Which lines of the entries contain the string "disasm"? Please find them and copy them.

Items listed in a dataset >>
___
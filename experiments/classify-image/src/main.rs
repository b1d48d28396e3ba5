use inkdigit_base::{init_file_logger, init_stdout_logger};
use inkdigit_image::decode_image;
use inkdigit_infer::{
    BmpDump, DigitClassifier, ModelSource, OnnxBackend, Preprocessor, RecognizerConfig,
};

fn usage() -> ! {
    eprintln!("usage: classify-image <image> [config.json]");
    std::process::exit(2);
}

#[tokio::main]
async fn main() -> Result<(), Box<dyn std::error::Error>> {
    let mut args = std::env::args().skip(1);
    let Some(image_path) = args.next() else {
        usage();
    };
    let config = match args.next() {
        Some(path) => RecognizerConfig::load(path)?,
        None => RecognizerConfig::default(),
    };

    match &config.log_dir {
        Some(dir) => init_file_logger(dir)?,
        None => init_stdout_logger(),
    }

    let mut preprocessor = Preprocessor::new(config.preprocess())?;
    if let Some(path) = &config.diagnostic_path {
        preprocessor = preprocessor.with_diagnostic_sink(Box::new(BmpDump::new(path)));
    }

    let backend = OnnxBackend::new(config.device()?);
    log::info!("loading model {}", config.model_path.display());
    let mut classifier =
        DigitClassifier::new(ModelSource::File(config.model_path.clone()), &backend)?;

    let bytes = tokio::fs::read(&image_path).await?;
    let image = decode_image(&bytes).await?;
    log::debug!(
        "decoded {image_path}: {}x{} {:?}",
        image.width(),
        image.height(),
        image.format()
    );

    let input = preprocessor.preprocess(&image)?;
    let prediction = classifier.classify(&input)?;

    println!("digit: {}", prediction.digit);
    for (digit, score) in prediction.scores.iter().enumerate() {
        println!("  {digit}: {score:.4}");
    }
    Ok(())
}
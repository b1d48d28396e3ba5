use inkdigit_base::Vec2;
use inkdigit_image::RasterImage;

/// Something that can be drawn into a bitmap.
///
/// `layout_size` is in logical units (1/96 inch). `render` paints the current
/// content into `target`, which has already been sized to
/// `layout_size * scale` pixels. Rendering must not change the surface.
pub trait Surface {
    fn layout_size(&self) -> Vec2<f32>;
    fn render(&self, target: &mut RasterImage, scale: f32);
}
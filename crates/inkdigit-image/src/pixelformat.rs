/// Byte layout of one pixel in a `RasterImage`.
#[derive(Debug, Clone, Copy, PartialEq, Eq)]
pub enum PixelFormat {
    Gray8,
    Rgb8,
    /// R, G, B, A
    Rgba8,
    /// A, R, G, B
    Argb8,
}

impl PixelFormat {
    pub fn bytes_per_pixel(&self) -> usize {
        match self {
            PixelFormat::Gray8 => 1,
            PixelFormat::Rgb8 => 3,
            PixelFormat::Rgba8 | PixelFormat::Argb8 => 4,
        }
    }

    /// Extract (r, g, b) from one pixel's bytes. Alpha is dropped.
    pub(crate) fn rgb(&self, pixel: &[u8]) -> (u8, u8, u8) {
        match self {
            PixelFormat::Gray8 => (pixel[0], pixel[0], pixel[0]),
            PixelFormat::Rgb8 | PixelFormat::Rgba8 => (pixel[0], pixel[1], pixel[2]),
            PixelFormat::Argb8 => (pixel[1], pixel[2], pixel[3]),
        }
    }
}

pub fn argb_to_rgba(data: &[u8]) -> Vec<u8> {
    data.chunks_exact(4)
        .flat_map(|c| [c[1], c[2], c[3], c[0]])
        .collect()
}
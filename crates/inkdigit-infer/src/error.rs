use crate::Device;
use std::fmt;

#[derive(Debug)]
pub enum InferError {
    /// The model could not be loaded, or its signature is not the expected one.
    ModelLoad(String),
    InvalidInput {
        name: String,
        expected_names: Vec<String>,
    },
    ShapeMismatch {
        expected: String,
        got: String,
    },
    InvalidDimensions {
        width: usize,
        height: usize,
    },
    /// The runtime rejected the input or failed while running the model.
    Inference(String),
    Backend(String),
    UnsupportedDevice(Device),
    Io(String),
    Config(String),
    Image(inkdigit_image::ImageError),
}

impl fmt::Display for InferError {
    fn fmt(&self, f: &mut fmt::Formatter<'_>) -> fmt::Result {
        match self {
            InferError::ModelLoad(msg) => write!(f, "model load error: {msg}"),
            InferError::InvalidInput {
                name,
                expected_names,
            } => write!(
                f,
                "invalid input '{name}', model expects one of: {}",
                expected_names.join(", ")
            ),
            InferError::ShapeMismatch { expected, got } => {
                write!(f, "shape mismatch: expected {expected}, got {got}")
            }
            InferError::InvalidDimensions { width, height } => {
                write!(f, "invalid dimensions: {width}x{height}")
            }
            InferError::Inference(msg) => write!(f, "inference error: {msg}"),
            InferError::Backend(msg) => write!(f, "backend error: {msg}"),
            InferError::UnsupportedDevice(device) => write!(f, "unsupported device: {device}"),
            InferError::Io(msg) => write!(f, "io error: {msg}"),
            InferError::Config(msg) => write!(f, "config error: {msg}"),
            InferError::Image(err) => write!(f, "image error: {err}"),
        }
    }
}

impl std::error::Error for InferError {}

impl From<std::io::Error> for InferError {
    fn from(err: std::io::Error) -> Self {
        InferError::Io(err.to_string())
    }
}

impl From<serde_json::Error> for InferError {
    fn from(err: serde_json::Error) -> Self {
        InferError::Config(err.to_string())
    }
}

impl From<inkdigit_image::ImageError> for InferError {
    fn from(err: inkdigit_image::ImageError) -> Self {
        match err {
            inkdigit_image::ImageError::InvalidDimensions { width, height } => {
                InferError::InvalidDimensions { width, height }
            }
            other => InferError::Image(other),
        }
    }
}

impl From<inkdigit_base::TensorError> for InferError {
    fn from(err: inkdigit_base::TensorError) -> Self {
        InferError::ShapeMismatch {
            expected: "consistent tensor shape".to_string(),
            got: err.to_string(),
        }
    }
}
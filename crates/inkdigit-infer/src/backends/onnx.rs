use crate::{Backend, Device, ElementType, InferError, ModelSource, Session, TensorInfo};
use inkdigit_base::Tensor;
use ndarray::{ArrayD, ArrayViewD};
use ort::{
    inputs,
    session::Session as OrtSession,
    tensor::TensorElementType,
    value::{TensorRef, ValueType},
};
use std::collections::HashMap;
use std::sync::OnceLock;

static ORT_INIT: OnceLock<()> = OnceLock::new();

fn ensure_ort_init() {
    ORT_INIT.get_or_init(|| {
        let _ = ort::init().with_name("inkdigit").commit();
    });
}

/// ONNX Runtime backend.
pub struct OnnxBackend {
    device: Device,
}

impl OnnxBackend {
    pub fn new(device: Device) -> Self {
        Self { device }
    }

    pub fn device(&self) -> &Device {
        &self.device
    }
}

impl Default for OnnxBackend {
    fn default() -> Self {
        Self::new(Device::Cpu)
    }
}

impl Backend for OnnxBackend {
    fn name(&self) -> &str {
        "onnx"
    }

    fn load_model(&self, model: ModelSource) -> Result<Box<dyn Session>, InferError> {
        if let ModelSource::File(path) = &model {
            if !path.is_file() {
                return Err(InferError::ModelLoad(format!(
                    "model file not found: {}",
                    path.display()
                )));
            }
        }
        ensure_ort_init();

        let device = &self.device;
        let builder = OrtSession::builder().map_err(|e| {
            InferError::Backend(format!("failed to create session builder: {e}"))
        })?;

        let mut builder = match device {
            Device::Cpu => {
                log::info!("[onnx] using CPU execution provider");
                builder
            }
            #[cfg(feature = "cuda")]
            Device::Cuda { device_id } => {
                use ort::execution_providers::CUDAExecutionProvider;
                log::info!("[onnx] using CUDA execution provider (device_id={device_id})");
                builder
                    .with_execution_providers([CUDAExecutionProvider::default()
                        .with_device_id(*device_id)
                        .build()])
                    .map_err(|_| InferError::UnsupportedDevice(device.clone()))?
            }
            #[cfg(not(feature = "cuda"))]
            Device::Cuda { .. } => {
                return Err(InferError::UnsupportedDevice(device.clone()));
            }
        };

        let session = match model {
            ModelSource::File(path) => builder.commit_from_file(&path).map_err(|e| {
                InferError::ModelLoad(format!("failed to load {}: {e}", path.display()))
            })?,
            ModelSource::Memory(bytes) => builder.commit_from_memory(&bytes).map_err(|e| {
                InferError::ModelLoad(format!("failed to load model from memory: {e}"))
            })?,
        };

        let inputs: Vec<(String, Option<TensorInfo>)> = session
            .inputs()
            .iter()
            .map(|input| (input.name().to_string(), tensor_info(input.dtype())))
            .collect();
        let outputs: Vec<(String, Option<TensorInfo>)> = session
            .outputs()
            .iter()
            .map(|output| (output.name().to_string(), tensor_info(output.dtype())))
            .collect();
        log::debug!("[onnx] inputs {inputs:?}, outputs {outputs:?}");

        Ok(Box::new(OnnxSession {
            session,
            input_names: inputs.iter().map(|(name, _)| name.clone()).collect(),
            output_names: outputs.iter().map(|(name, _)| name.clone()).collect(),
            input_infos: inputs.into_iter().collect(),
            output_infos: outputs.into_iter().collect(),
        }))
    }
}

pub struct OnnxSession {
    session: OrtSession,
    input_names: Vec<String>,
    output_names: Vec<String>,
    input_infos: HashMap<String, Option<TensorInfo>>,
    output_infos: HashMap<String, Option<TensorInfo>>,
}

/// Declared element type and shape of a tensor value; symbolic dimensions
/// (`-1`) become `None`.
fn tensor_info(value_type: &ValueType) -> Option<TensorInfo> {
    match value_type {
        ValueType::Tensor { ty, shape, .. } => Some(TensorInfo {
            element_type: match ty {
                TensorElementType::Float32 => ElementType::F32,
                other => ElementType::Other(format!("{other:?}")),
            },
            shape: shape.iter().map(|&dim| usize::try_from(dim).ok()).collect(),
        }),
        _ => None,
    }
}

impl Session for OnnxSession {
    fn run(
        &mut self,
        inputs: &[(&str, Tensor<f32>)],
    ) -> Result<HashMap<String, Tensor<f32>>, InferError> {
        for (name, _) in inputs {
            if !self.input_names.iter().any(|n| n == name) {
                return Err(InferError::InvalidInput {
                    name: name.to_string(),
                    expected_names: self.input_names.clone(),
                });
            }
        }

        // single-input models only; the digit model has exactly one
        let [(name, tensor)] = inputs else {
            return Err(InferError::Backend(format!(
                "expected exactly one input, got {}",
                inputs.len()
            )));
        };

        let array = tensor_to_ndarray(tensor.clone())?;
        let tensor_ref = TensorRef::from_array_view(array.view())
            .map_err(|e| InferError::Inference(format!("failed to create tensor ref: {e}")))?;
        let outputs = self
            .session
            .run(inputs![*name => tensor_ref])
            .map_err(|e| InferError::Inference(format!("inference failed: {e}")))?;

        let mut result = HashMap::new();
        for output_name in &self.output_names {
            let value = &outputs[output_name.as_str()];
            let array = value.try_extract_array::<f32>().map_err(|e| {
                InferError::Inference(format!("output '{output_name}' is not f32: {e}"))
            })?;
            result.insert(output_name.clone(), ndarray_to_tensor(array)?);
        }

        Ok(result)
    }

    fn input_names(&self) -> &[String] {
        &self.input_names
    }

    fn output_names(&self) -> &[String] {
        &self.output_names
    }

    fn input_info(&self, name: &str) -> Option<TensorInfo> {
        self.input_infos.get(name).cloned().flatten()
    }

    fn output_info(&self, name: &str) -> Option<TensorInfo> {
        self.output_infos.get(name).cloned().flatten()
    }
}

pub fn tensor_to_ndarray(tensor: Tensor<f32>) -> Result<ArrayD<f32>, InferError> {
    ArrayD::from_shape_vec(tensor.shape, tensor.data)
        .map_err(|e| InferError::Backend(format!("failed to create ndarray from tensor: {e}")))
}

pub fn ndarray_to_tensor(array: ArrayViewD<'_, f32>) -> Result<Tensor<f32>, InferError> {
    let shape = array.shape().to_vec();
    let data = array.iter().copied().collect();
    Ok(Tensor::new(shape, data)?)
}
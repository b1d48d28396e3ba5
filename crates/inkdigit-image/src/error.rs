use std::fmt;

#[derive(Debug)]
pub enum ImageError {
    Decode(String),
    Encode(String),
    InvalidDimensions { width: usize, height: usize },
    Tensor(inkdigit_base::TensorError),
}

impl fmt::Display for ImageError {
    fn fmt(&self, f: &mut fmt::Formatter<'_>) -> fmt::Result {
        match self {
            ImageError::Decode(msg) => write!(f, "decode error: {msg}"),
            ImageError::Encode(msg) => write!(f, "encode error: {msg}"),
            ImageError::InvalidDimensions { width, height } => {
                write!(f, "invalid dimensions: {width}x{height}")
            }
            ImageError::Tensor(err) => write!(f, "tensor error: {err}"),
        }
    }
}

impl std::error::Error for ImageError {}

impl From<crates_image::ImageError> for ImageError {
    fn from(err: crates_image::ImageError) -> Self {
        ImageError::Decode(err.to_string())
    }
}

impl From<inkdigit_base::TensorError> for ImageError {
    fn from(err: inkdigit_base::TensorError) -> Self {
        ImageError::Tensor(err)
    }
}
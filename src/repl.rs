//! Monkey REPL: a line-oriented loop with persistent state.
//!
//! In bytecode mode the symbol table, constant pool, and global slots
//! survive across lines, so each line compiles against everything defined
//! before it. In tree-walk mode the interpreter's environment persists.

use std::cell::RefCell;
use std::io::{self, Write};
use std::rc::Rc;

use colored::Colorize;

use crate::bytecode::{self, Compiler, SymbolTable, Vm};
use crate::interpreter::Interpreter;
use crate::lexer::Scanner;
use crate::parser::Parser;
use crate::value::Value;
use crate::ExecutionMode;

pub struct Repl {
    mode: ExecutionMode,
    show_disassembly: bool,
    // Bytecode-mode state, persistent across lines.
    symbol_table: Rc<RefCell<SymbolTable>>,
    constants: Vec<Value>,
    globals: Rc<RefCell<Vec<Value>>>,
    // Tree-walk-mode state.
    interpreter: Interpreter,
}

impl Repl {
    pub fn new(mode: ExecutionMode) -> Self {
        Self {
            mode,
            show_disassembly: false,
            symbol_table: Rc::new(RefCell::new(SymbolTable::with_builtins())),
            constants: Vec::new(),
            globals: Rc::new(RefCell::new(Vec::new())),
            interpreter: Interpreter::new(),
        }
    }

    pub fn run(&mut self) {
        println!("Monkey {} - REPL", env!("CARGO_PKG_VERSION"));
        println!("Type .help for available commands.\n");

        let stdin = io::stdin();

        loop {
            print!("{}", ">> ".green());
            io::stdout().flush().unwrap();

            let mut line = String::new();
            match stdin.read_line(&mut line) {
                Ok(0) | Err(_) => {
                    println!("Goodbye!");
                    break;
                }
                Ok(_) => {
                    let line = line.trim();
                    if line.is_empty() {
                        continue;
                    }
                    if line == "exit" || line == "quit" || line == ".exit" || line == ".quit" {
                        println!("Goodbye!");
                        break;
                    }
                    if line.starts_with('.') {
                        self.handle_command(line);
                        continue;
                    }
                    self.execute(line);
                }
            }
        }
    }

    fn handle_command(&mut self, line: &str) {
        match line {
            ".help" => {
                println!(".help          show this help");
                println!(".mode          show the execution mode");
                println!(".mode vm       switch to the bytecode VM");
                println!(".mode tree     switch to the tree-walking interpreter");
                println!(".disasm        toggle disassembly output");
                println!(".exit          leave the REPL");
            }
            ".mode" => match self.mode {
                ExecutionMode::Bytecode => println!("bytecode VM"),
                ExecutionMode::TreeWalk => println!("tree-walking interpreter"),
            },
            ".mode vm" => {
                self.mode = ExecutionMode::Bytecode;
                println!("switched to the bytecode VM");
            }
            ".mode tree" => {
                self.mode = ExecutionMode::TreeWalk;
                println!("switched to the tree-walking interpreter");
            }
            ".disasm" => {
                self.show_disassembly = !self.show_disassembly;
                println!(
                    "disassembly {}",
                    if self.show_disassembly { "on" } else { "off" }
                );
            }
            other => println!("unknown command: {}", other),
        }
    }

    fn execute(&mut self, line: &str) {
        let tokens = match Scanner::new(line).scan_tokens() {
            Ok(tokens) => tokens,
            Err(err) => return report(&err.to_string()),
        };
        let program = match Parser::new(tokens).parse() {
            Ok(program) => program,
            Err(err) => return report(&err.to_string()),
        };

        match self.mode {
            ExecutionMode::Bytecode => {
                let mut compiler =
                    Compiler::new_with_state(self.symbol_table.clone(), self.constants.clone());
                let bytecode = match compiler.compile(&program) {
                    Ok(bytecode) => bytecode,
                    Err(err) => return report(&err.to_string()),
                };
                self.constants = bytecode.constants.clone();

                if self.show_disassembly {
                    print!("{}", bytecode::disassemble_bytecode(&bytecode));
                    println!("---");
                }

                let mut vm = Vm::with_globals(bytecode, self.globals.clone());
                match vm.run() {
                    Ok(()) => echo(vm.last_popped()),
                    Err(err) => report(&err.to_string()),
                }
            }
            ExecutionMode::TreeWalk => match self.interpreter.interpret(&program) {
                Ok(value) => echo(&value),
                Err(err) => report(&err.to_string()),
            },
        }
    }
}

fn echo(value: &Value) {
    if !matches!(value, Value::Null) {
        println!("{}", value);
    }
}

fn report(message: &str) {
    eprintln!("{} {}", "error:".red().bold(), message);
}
___
RESULT FOR THIS EXERCISE >>
                println!(".disasm        toggle disassembly output");
            ".disasm" => {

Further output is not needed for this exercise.